I actually enjoy homeschooling my kids. What’s my secret? I’m doing a terrible job.
Sorry, but Spotify sounds like the opposite of a stain remover and why would I want it?
i actually took my measurements before ordering jeans instead of just guessing which size i should get and i just tried them on and they fit. has anyone else ever heard of this.
When people say something is cray-cray it makes me wanna vom-vom
Took my 4-year-old to an amusement park and she loved one of the rides. She will not stop asking when she gets to ride the escalator again. Money well spent…
I’d like to thank the British for wearing red coats and making it easier to shoot them 238 years ago. We couldn’t have done this without you
My family is missing that gene that tells you when trash cans are full.
my kid, carrying one small toy and a water bottle: mom, can you get my backpack, my hands are really full
me, carrying 8 grocery bags:
Lots of people ask me why I’m still single and I don’t tell them anything, I just hang around them for a few minutes
Me: I feel good
My Brain: [scrolling through intrusive thought rolodex] “yeah ok, hang on”
Dear autocorrect,
I’ve never had a “hard duck” in my life.
Quit your shit.
[lava kids playing in a volcano]
“the floor is linoleum!”
Me: what are you looking forward to most this week?
8: playing with my friends!
3 (boy): seeing grandma!
3 (girl): lunch!
*Cleans glasses*
“Omg I have a cat?”
we paid junk removal services come to take some old mattresses and stuff out of my parents’ basement and my sister overheard the guys whispering to each other “man it looks like The Conjuring down here”
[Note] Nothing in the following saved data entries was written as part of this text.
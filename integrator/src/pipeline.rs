//! Integration pipeline orchestration.
//!
//! Runs the six steps in order (privilege check, backup, repository
//! registration, key import, pin policy, index refresh) and stops at the
//! first failure, reporting which [`Step`] it occurred in. Progress and
//! backup warnings are written through a [`Console`].

use crate::backup::{Clock, backup_apt_config};
use crate::config::IntegratorConfig;
use crate::descriptor::render_source_list;
use crate::download::KeyDownloader;
use crate::error::{IntegratorError, Result};
use crate::executor::CommandExecutor;
use crate::keyring::import_signing_key;
use crate::output::Console;
use crate::pin::PinPolicy;
use crate::privilege::{IdentitySource, ensure_superuser};
use crate::refresh::{refresh_command_line, refresh_index};
use camino::{Utf8Path, Utf8PathBuf};
use std::fmt;
use std::fs;

/// One stage of the integration pipeline.
#[derive(Debug, Clone, Copy, PartialEq, Eq)]
pub enum Step {
    /// Confirm the process runs as the superuser.
    PrivilegeCheck,
    /// Copy existing APT configuration aside.
    Backup,
    /// Write the Source List File.
    RepositoryRegistration,
    /// Download and trust the signing key.
    KeyImport,
    /// Write the Pin Policy File.
    PinPolicy,
    /// Refresh the package indices.
    IndexRefresh,
}

impl Step {
    /// Returns the step's short name.
    #[must_use]
    pub const fn name(self) -> &'static str {
        match self {
            Self::PrivilegeCheck => "privilege check",
            Self::Backup => "configuration backup",
            Self::RepositoryRegistration => "repository registration",
            Self::KeyImport => "key import",
            Self::PinPolicy => "pin policy",
            Self::IndexRefresh => "index refresh",
        }
    }
}

impl fmt::Display for Step {
    fn fmt(&self, f: &mut fmt::Formatter<'_>) -> fmt::Result {
        f.write_str(self.name())
    }
}

/// A fatal error together with the step it stopped.
#[derive(Debug, thiserror::Error)]
#[error("{step} failed: {error}")]
pub struct StepFailure {
    /// The step that failed.
    pub step: Step,
    /// What went wrong.
    #[source]
    pub error: IntegratorError,
}

impl StepFailure {
    /// Returns the process exit code for this failure.
    #[must_use]
    pub fn exit_code(&self) -> i32 {
        self.error.exit_code()
    }
}

trait InStep<T> {
    fn in_step(self, step: Step) -> std::result::Result<T, StepFailure>;
}

impl<T> InStep<T> for Result<T> {
    fn in_step(self, step: Step) -> std::result::Result<T, StepFailure> {
        self.map_err(|error| StepFailure { step, error })
    }
}

/// Host services the pipeline depends on.
pub struct Collaborators<'a> {
    /// Source of the effective UID.
    pub identity: &'a dyn IdentitySource,
    /// Fetches the signing key.
    pub downloader: &'a dyn KeyDownloader,
    /// Runs `apt-key` and `apt-get`.
    pub executor: &'a dyn CommandExecutor,
    /// Names the backup directory.
    pub clock: &'a dyn Clock,
}

/// What a successful run did.
#[derive(Debug, Clone, PartialEq, Eq)]
pub struct IntegrationReport {
    /// Backup directory created, if any.
    pub backup_dir: Option<Utf8PathBuf>,
    /// Number of files copied into the backup.
    pub backed_up_files: usize,
    /// Number of backup problems reported as warnings.
    pub backup_warnings: usize,
    /// Source List File written.
    pub source_list: Utf8PathBuf,
    /// Pin Policy File written.
    pub pin_policy: Utf8PathBuf,
}

/// Integrates the configured secondary repository into the host's APT setup.
///
/// # Errors
///
/// Returns a [`StepFailure`] naming the first step that failed. Nothing is
/// written when the privilege check fails, and no step after a failing one
/// runs.
pub fn integrate(
    config: &IntegratorConfig,
    collaborators: &Collaborators<'_>,
    console: &mut Console<'_>,
) -> std::result::Result<IntegrationReport, StepFailure> {
    let paths = &config.paths;

    ensure_superuser(collaborators.identity).in_step(Step::PrivilegeCheck)?;

    console.info(format!("Backing up APT configuration to {}", paths.backup_root));
    let backup = backup_apt_config(&paths.apt_root, &paths.backup_root, collaborators.clock.now());
    for warning in backup.warnings() {
        console.warning(warning);
    }
    if let Some(dir) = backup.directory() {
        console.info(format!("Backed up {} file(s) to {dir}", backup.copied().len()));
    }

    console.info(format!("Writing {}", paths.source_list));
    write_config_file(&paths.source_list, &render_source_list(&config.repository))
        .in_step(Step::RepositoryRegistration)?;

    console.info(format!("Importing signing key from {}", config.key_url));
    import_signing_key(
        &config.key_url,
        &paths.temp_key,
        &config.trust_store,
        collaborators.downloader,
        collaborators.executor,
    )
    .in_step(Step::KeyImport)?;

    console.info(format!("Writing {}", paths.pin_policy));
    let pin = PinPolicy::for_release(&config.repository.distribution, config.pin_priority);
    write_config_file(&paths.pin_policy, &pin.render()).in_step(Step::PinPolicy)?;

    console.info(format!("Running {}", refresh_command_line()));
    refresh_index(collaborators.executor).in_step(Step::IndexRefresh)?;

    console.info(format!(
        "{} packages are available with: apt-get install -t {} <package>",
        config.repository.distribution, config.repository.distribution
    ));

    Ok(IntegrationReport {
        backup_dir: backup.directory().map(Utf8Path::to_path_buf),
        backed_up_files: backup.copied().len(),
        backup_warnings: backup.warnings().len(),
        source_list: paths.source_list.clone(),
        pin_policy: paths.pin_policy.clone(),
    })
}

/// Replaces `path` with `contents`, creating parent directories as needed.
fn write_config_file(path: &Utf8Path, contents: &str) -> Result<()> {
    let write_failed = |source: std::io::Error| IntegratorError::WriteFailed {
        path: path.to_owned(),
        source,
    };
    if let Some(parent) = path.parent() {
        fs::create_dir_all(parent).map_err(write_failed)?;
    }
    fs::write(path, contents).map_err(write_failed)?;
    log::debug!("wrote {} bytes to {path}", contents.len());
    Ok(())
}

#[cfg(test)]
mod tests {
    use super::*;
    use crate::config::TargetPaths;
    use crate::keyring::APT_KEY_PROGRAM;
    use crate::test_utils::{
        ExpectedCall, FixedClock, FixedIdentity, StubDownloader, StubExecutor, StubResponse,
        exit_status, success_output,
    };
    use rstest::{fixture, rstest};
    use std::process::Output;
    use tempfile::TempDir;

    const NOW: u64 = 1_700_000_000;

    struct Sandbox {
        _temp: TempDir,
        config: IntegratorConfig,
    }

    #[fixture]
    fn sandbox() -> Sandbox {
        let temp = tempfile::tempdir().expect("temp dir");
        let root = Utf8PathBuf::try_from(temp.path().to_path_buf()).expect("utf8 path");
        let config = IntegratorConfig {
            paths: TargetPaths::rooted_at(&root),
            ..IntegratorConfig::default()
        };
        Sandbox {
            _temp: temp,
            config,
        }
    }

    fn leak(text: String) -> &'static str {
        Box::leak(text.into_boxed_str())
    }

    fn expected_calls(config: &IntegratorConfig, refresh: Output) -> Vec<ExpectedCall> {
        vec![
            ExpectedCall {
                cmd: APT_KEY_PROGRAM,
                args: vec!["add", leak(config.paths.temp_key.to_string())],
                result: Ok(success_output()),
            },
            ExpectedCall {
                cmd: "apt-get",
                args: vec!["-qq", "update"],
                result: Ok(refresh),
            },
        ]
    }

    struct Run {
        result: std::result::Result<IntegrationReport, StepFailure>,
        stdout: String,
        stderr: String,
    }

    fn run(
        config: &IntegratorConfig,
        identity: FixedIdentity,
        downloader: &StubDownloader,
        executor: &StubExecutor,
        quiet: bool,
    ) -> Run {
        let clock = FixedClock::at(NOW);
        let collaborators = Collaborators {
            identity: &identity,
            downloader,
            executor,
            clock: &clock,
        };
        let mut stdout = Vec::new();
        let mut stderr = Vec::new();
        let result = {
            let mut console = Console::new(&mut stdout, &mut stderr, quiet);
            integrate(config, &collaborators, &mut console)
        };
        Run {
            result,
            stdout: String::from_utf8(stdout).expect("utf8 stdout"),
            stderr: String::from_utf8(stderr).expect("utf8 stderr"),
        }
    }

    #[rstest]
    fn successful_run_writes_both_files(sandbox: Sandbox) {
        let config = &sandbox.config;
        let executor = StubExecutor::new(expected_calls(config, success_output()));
        let outcome = run(
            config,
            FixedIdentity::root(),
            &StubDownloader::serving_key(),
            &executor,
            false,
        );

        let report = outcome.result.expect("integration");
        executor.assert_finished();
        assert_eq!(
            fs::read_to_string(&config.paths.source_list).expect("source list"),
            render_source_list(&config.repository)
        );
        assert_eq!(
            fs::read_to_string(&config.paths.pin_policy).expect("pin policy"),
            "Package: *\nPin: release a=kali-rolling\nPin-Priority: 50\n"
        );
        assert_eq!(
            report.backup_dir,
            Some(config.paths.backup_root.join("20231114-221320"))
        );
        assert_eq!(report.backed_up_files, 0);
        assert!(!config.paths.temp_key.exists());
        assert!(outcome.stdout.contains("==> Writing"));
        assert!(outcome.stdout.contains("apt-get install -t kali-rolling <package>"));
        assert!(outcome.stderr.is_empty());
    }

    #[rstest]
    fn non_root_run_touches_nothing(sandbox: Sandbox) {
        let config = &sandbox.config;
        let downloader = StubDownloader::serving_key();
        let executor = StubExecutor::new(Vec::new());
        let outcome = run(config, FixedIdentity::new(1000), &downloader, &executor, false);

        let failure = outcome.result.expect_err("non-root must fail");
        assert_eq!(failure.step, Step::PrivilegeCheck);
        assert_eq!(failure.exit_code(), 1);
        assert!(!config.paths.backup_root.exists());
        assert!(!config.paths.source_list.exists());
        assert!(!config.paths.pin_policy.exists());
        assert_eq!(downloader.calls(), 0);
        assert!(executor.received().is_empty());
        assert!(outcome.stdout.is_empty());
    }

    #[rstest]
    fn failed_download_stops_before_pin_policy(sandbox: Sandbox) {
        let config = &sandbox.config;
        let executor = StubExecutor::new(Vec::new());
        let outcome = run(
            config,
            FixedIdentity::new(0),
            &StubDownloader::new(StubResponse::Unreachable),
            &executor,
            false,
        );

        let failure = outcome.result.expect_err("download must fail");
        assert_eq!(failure.step, Step::KeyImport);
        assert!(failure.to_string().starts_with("key import failed: "));
        assert!(config.paths.source_list.exists());
        assert!(!config.paths.pin_policy.exists());
        assert!(!config.paths.temp_key.exists());
        assert!(executor.received().is_empty());
    }

    #[rstest]
    fn refresh_failure_propagates_status(sandbox: Sandbox) {
        let config = &sandbox.config;
        let refresh = Output {
            status: exit_status(100),
            stdout: Vec::new(),
            stderr: b"E: Failed to fetch".to_vec(),
        };
        let executor = StubExecutor::new(expected_calls(config, refresh));
        let outcome = run(
            config,
            FixedIdentity::root(),
            &StubDownloader::serving_key(),
            &executor,
            false,
        );

        let failure = outcome.result.expect_err("refresh must fail");
        assert_eq!(failure.step, Step::IndexRefresh);
        assert_eq!(failure.exit_code(), 100);
        assert!(config.paths.pin_policy.exists());
    }

    #[rstest]
    fn existing_configuration_is_backed_up_and_reported(sandbox: Sandbox) {
        let config = &sandbox.config;
        let apt_root = &config.paths.apt_root;
        fs::create_dir_all(apt_root.join("sources.list.d")).expect("mkdir");
        fs::write(apt_root.join("sources.list"), "deb http://deb.debian.org/debian bookworm main\n")
            .expect("write sources.list");
        fs::write(apt_root.join("sources.list.d/kali.list"), "stale\n").expect("write kali.list");

        let executor = StubExecutor::new(expected_calls(config, success_output()));
        let outcome = run(
            config,
            FixedIdentity::root(),
            &StubDownloader::serving_key(),
            &executor,
            true,
        );

        let report = outcome.result.expect("integration");
        assert_eq!(report.backed_up_files, 2);
        let backup_dir = report.backup_dir.expect("backup dir");
        assert_eq!(
            fs::read_to_string(backup_dir.join("sources.list.d/kali.list")).expect("backup copy"),
            "stale\n"
        );
        assert!(outcome.stdout.is_empty(), "quiet run printed: {}", outcome.stdout);
    }

    #[rstest]
    fn backup_problems_are_warnings(sandbox: Sandbox) {
        let config = &sandbox.config;
        let parent = config.paths.backup_root.parent().expect("backup parent");
        fs::create_dir_all(parent).expect("mkdir");
        fs::write(&config.paths.backup_root, "not a directory").expect("write blocker");

        let executor = StubExecutor::new(expected_calls(config, success_output()));
        let outcome = run(
            config,
            FixedIdentity::root(),
            &StubDownloader::serving_key(),
            &executor,
            false,
        );

        let report = outcome.result.expect("backup must not block the run");
        assert_eq!(report.backup_dir, None);
        assert_eq!(report.backup_warnings, 1);
        assert!(outcome.stderr.starts_with("WARNING: could not back up"));
        assert!(config.paths.pin_policy.exists());
    }

    #[rstest]
    #[case::privilege(Step::PrivilegeCheck, "privilege check")]
    #[case::backup(Step::Backup, "configuration backup")]
    #[case::registration(Step::RepositoryRegistration, "repository registration")]
    #[case::key(Step::KeyImport, "key import")]
    #[case::pin(Step::PinPolicy, "pin policy")]
    #[case::refresh(Step::IndexRefresh, "index refresh")]
    fn steps_display_their_names(#[case] step: Step, #[case] expected: &str) {
        assert_eq!(step.to_string(), expected);
    }
}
beauty fades, drunken texts at 2am are forever
The zombie I shot earlier may have just been a kid with chapped lips. I don’t take any chances.
Twitter is the social media version of Grease. Ya know, 40 year old people acting like they’re still in high school.
I slip the nun 30 bucks and real quiet-like ask to see the “strong orphans.”
I don’t know how I feel about ghosts. Never seen one, but I don’t deny the possibility they exist. But this video is chilling. A chill went up my spine. Watch at your own risk. Don’t blink. Terrifying. I now believe.
Unlike in Westworld, “freeze all motor functions” does not stop my 3yo from trying to wash my phone in the toilet.